Task: Transcribe exactly every line from the one with "the broad category." to the last line of the listing below, including both.

Extracted entries:
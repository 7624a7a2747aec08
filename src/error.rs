//! Error types for the edgequake-invoice library.
//!
//! Every fallible operation returns [`InvoiceError`]. The variants are grouped
//! by [`ErrorKind`] so outer layers (the CLI exit path, the HTTP service) can
//! map a failure to "the caller sent something bad", "the file is missing",
//! or "the model side broke" without matching on every variant.
//!
//! Parsing failures carry the raw model text they choked on. Model output is
//! the one input we never control, and the raw text is the only useful clue
//! when a prompt regresses.

use std::path::PathBuf;
use thiserror::Error;

/// Coarse classification of an [`InvoiceError`].
#[derive(Debug, Clone, Copy, PartialEq, Eq)]
pub enum ErrorKind {
    /// Download or URL problems: the caller supplied something unreachable.
    Transport,
    /// Unsupported, corrupt, or unparseable data.
    Value,
    /// A required local file does not exist or cannot be read.
    NotFound,
    /// The model provider, pdfium, or an internal step failed.
    Model,
}

/// All errors returned by the edgequake-invoice library.
#[derive(Debug, Error)]
pub enum InvoiceError {
    // ── Input errors ──────────────────────────────────────────────────────
    /// Input file was not found at the given path.
    #[error("Document not found: '{path}'\nCheck the path exists and is readable.")]
    FileNotFound { path: PathBuf },

    /// Process does not have read permission on the file.
    #[error("Permission denied reading '{path}'\nTry: chmod +r {path:?}")]
    PermissionDenied { path: PathBuf },

    /// The input string is not a valid file path or URL.
    #[error("Invalid input '{input}': not a file path or a valid HTTP/HTTPS URL")]
    InvalidInput { input: String },

    /// HTTP URL was syntactically valid but download failed.
    #[error("Failed to download '{url}': {reason}")]
    DownloadFailed { url: String, reason: String },

    /// Download exceeded the configured timeout.
    #[error("Download timed out after {secs}s for '{url}'")]
    DownloadTimeout { url: String, secs: u64 },

    /// Extraction was called with the wrong number of documents.
    #[error("Exactly one document path should be provided, got {count}")]
    InvalidArguments { count: usize },

    // ── Document errors ───────────────────────────────────────────────────
    /// The file extension is not one of pdf, jpg, jpeg, png.
    #[error("Unsupported file type: '{extension}'")]
    UnsupportedFileType { extension: String },

    /// Image bytes could not be decoded or encoded.
    #[error("Invalid image from '{origin}': {detail}")]
    CorruptImage { origin: String, detail: String },

    /// PDF header/trailer/xref is corrupt and cannot be parsed.
    #[error("PDF '{origin}' is corrupt: {detail}")]
    CorruptPdf { origin: String, detail: String },

    /// pdfium-render returned an error for a specific page.
    #[error("Rasterisation failed for page {page}: {detail}")]
    RasterisationFailed { page: usize, detail: String },

    /// The document produced no page images at all.
    #[error("No images found in document '{origin}'")]
    NoImages { origin: String },

    // ── Rules errors ──────────────────────────────────────────────────────
    /// The rules document does not exist.
    #[error("Rules document not found: '{path}'")]
    RulesNotFound { path: PathBuf },

    /// The rules document exists but contains only whitespace.
    #[error("Rules document is empty: '{path}'")]
    RulesEmpty { path: PathBuf },

    // ── Model errors ──────────────────────────────────────────────────────
    /// The configured provider is not initialised (missing API key etc.).
    #[error("LLM provider '{provider}' is not configured.\n{hint}")]
    ProviderNotConfigured { provider: String, hint: String },

    /// The model call itself failed (network, quota, rejected request).
    #[error("Model '{model}' call failed: {detail}")]
    ModelCallFailed { model: String, detail: String },

    // ── Response parsing errors ───────────────────────────────────────────
    /// The model answered without any `{ … }` span.
    #[error("No JSON object found in model response:\n{raw}")]
    NoJsonFound { raw: String },

    /// A `{ … }` span was found but it is not valid JSON.
    #[error("Failed to parse JSON from model response: {detail}\nResponse was:\n{raw}")]
    InvalidJson { detail: String, raw: String },

    /// The validator answered with JSON missing one of the verdict keys.
    #[error("Key '{key}' missing in validator response JSON: {raw}")]
    MissingVerdictKey { key: String, raw: String },

    // ── Config errors ─────────────────────────────────────────────────────
    /// Builder validation failed.
    #[error("Invalid configuration: {0}")]
    InvalidConfig(String),

    // ── Pdfium binding errors ─────────────────────────────────────────────
    /// Could not bind to a pdfium library.
    #[error(
        "Failed to bind to pdfium library: {0}\n\
Set PDFIUM_LIB_PATH=/path/to/libpdfium or place the library in the working directory."
    )]
    PdfiumBindingFailed(String),

    // ── Catch-all ─────────────────────────────────────────────────────────
    /// Unexpected internal error.
    #[error("Internal error: {0}")]
    Internal(String),
}

impl InvoiceError {
    /// Classify the error for callers that only care about the broad category.
    pub fn kind(&self) -> ErrorKind {
        match self {
            InvoiceError::InvalidInput { .. }
            | InvoiceError::DownloadFailed { .. }
            | InvoiceError::DownloadTimeout { .. } => ErrorKind::Transport,

            InvoiceError::FileNotFound { .. }
            | InvoiceError::PermissionDenied { .. }
            | InvoiceError::RulesNotFound { .. } => ErrorKind::NotFound,

            InvoiceError::ProviderNotConfigured { .. }
            | InvoiceError::ModelCallFailed { .. }
            | InvoiceError::PdfiumBindingFailed(_)
            | InvoiceError::Internal(_) => ErrorKind::Model,

            InvoiceError::InvalidArguments { .. }
            | InvoiceError::UnsupportedFileType { .. }
            | InvoiceError::CorruptImage { .. }
            | InvoiceError::CorruptPdf { .. }
            | InvoiceError::RasterisationFailed { .. }
            | InvoiceError::NoImages { .. }
            | InvoiceError::RulesEmpty { .. }
            | InvoiceError::NoJsonFound { .. }
            | InvoiceError::InvalidJson { .. }
            | InvoiceError::MissingVerdictKey { .. }
            | InvoiceError::InvalidConfig(_) => ErrorKind::Value,
        }
    }
}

Solution for this problem:
    /// Classify the error for callers that only care about the broad category.
    pub fn kind(&self) -> ErrorKind {
        match self {
            InvoiceError::InvalidInput { .. }
            | InvoiceError::DownloadFailed { .. }
            | InvoiceError::DownloadTimeout { .. } => ErrorKind::Transport,

            InvoiceError::FileNotFound { .. }
            | InvoiceError::PermissionDenied { .. }
            | InvoiceError::RulesNotFound { .. } => ErrorKind::NotFound,

            InvoiceError::ProviderNotConfigured { .. }
            | InvoiceError::ModelCallFailed { .. }
            | InvoiceError::PdfiumBindingFailed(_)
            | InvoiceError::Internal(_) => ErrorKind::Model,

            InvoiceError::InvalidArguments { .. }
            | InvoiceError::UnsupportedFileType { .. }
            | InvoiceError::CorruptImage { .. }
            | InvoiceError::CorruptPdf { .. }
            | InvoiceError::RasterisationFailed { .. }
            | InvoiceError::NoImages { .. }
            | InvoiceError::RulesEmpty { .. }
            | InvoiceError::NoJsonFound { .. }
            | InvoiceError::InvalidJson { .. }
            | InvoiceError::MissingVerdictKey { .. }
            | InvoiceError::InvalidConfig(_) => ErrorKind::Value,
        }
    }
}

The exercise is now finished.